A sigla WWW, que por décadas marcou o início dos endereços na internet, significa World Wide Web, ou Rede de Alcance Mundial em tradução livre. Ela foi criada em março de 1989 pelo cientista da computação britânico Tim Berners-Lee enquanto ele trabalhava na Organização Europeia para a Pesquisa Nuclear (CERN). O projeto nasceu para resolver uma necessidade específica: criar um sistema eficiente para que cientistas de diferentes partes do mundo pudessem compartilhar informações e dados de pesquisa.
A invenção de Berners-Lee se baseou em três tecnologias fundamentais que formam o alicerce da web até hoje. A primeira é o HTML (HyperText Markup Language), a linguagem usada para estruturar e criar as páginas. A segunda é o URL (Uniform Resource Locator), o sistema de endereços que garante que cada página tenha uma localização única. Por fim, o HTTP (Hypertext Transfer Protocol), o protocolo que permite a comunicação entre o navegador e o servidor onde o site está armazenado.
O primeiro site do mundo foi publicado em 1991, rodando em um computador NeXT no CERN. A proposta era tão revolucionária que, em 1993, o CERN colocou o software da WWW em domínio público, o que permitiu que a tecnologia extrapolasse os muros da comunidade científica e transformasse a forma como o mundo se comunica, consome conteúdo e realiza negócios.
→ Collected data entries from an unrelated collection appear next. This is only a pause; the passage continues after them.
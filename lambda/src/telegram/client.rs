//! Telegram Bot API client
//!
//! Wraps the single `sendDocument` call the relay needs. One call per
//! request, no retries.

use reqwest::Client;
use reqwest::multipart::{Form, Part};
use serde::Deserialize;
use serde_json::Value;
use tracing::{debug, error};
use url::Url;

use crate::errors::RelayError;

pub const REPORT_CAPTION: &str = "Here is your 30-Day AstroTracker Report!";
pub const REPORT_FILENAME: &str = "AstroTracker-Report.pdf";
pub const REPORT_CONTENT_TYPE: &str = "application/pdf";

/// Used when Telegram rejects the upload without a `description`.
pub const SEND_FAILED_FALLBACK: &str = "Failed to send PDF to Telegram.";

/// Envelope of every Bot API response.
#[derive(Debug, Clone, Deserialize)]
pub struct TelegramApiResponse {
    pub ok: bool,
    pub description: Option<String>,
    pub error_code: Option<i64>,
}

/// A document to attach to a `sendDocument` call.
#[derive(Debug, Clone)]
pub struct DocumentAttachment {
    pub bytes: Vec<u8>,
    pub filename: String,
    pub content_type: String,
}

impl DocumentAttachment {
    /// The decoded report, labelled as a PDF regardless of its content.
    #[must_use]
    pub fn report(bytes: Vec<u8>) -> Self {
        Self {
            bytes,
            filename: REPORT_FILENAME.to_string(),
            content_type: REPORT_CONTENT_TYPE.to_string(),
        }
    }
}

/// Build the multipart body for `sendDocument`.
///
/// # Errors
///
/// Returns an error if the attachment's content type is not a valid MIME type.
pub fn build_send_document_form(
    chat_id: &str,
    caption: &str,
    document: DocumentAttachment,
) -> Result<Form, RelayError> {
    let part = Part::bytes(document.bytes)
        .file_name(document.filename)
        .mime_str(&document.content_type)?;

    Ok(Form::new()
        .text("chat_id", chat_id.to_string())
        .text("caption", caption.to_string())
        .part("document", part))
}

/// Bot API client bound to one token.
pub struct TelegramClient {
    http: Client,
    base_url: Url,
    token: String,
}

impl TelegramClient {
    #[must_use]
    pub fn new(http: Client, base_url: Url, token: impl Into<String>) -> Self {
        Self {
            http,
            base_url,
            token: token.into(),
        }
    }

    /// `<base>/bot<token>/<method>`. Never log the result.
    fn method_url(&self, method: &str) -> Result<Url, RelayError> {
        let base = self.base_url.as_str().trim_end_matches('/');
        Ok(Url::parse(&format!("{}/bot{}/{}", base, self.token, method))?)
    }

    /// Upload a document to `chat_id`.
    ///
    /// # Errors
    ///
    /// - `RelayError::Http` on transport failure
    /// - `RelayError::UpstreamParse` if Telegram answers with something other than JSON
    /// - `RelayError::Upstream` if Telegram reports a failure
    pub async fn send_document(
        &self,
        chat_id: &str,
        caption: &str,
        document: DocumentAttachment,
    ) -> Result<TelegramApiResponse, RelayError> {
        let url = self.method_url("sendDocument")?;
        let size = document.bytes.len();
        let form = build_send_document_form(chat_id, caption, document)?;

        debug!(chat_id = %chat_id, bytes = size, "Sending document to Telegram");

        let resp = self.http.post(url).multipart(form).send().await?;
        let status = resp.status();
        let body: Value = resp
            .json()
            .await
            .map_err(|e| RelayError::UpstreamParse(e.without_url().to_string()))?;

        interpret_response(status, body)
    }
}

fn interpret_response(
    status: reqwest::StatusCode,
    body: Value,
) -> Result<TelegramApiResponse, RelayError> {
    let parsed: Option<TelegramApiResponse> = serde_json::from_value(body.clone()).ok();

    match parsed {
        Some(api) if status.is_success() && api.ok => Ok(api),
        other => {
            error!(status = %status, response = %body, "Telegram API error");
            let description = other
                .and_then(|api| api.description)
                .filter(|d| !d.is_empty())
                .unwrap_or_else(|| SEND_FAILED_FALLBACK.to_string());
            Err(RelayError::Upstream(description))
        }
    }
}
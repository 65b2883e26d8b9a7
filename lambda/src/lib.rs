//! Report relay - forwards AstroTracker PDF reports to users over Telegram.
//!
//! A single API Lambda receives `{pdfBase64, userId}` from the web app,
//! decodes the report and uploads it with the Telegram Bot API's
//! `sendDocument` method.
//!
//! # Architecture
//!
//! The system uses:
//! - AWS Lambda behind API Gateway for serverless execution
//! - reqwest multipart uploads for the Bot API call
//! - Tokio for async runtime
//!
//! # Example
//!
//! ```no_run
//! use report_relay::core::config::AppConfig;
//!
//! #[tokio::main]
//! async fn main() -> Result<(), lambda_runtime::Error> {
//!     report_relay::setup_logging();
//!
//!     let config = AppConfig::from_env()?;
//!     lambda_runtime::run(lambda_runtime::service_fn(|event| {
//!         report_relay::api::handler(event, &config)
//!     }))
//!     .await
//! }
//! ```

// Module declarations
pub mod api;
pub mod core;
pub mod errors;
pub mod telegram;
pub mod utils;

pub use errors::RelayError;

/// Configure structured logging with JSON format for AWS Lambda environments.
///
/// Honors `RUST_LOG`, defaulting to `info`. Safe to call more than once; only
/// the first call installs a subscriber.
///
/// # Example
///
/// ```
/// report_relay::setup_logging();
/// ```
pub fn setup_logging() {
    use tracing_subscriber::EnvFilter;
    use tracing_subscriber::prelude::*;

    let filter = EnvFilter::try_from_default_env().unwrap_or_else(|_| EnvFilter::new("info"));
    let fmt_layer = tracing_subscriber::fmt::layer().json().with_target(true);

    let _ = tracing_subscriber::registry()
        .with(filter)
        .with(fmt_layer)
        .try_init();
}
//! Telegram Bot API access

pub mod client;

pub use client::{
    DocumentAttachment, REPORT_CAPTION, REPORT_CONTENT_TYPE, REPORT_FILENAME,
    SEND_FAILED_FALLBACK, TelegramApiResponse, TelegramClient, build_send_document_form,
};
Qual a diferença entre WWW e internet?
Apesar de muitas vezes serem usados como sinônimos, WWW e internet são conceitos distintos. É fundamental entender que a internet é a infraestrutura global: a vasta rede de cabos de fibra óptica, satélites, roteadores e servidores que conectam computadores em todo o planeta. Pense nela como o sistema de estradas e rodovias de um país.
A World Wide Web, por sua vez, é um dos serviços que funcionam sobre essa infraestrutura. Ela é o conjunto de documentos, imagens, vídeos e outros conteúdos interligados por hiperlinks, que acessamos por meio de um navegador. Usando a mesma analogia, a WWW seriam os carros, ônibus e caminhões que transportam as informações por essas estradas. Outros serviços que também usam a “rodovia” da internet incluem aplicativos de mensagens, e-mails e jogos online.
Hoje, muitos navegadores ocultam o “www” dos endereços por uma questão de simplicidade, mas a tecnologia continua sendo a base da nossa navegação. Cada clique em um link, cada página visitada, é um reflexo direto daquele sistema criado para conectar cientistas e que, no fim, acabou conectando o mundo inteiro.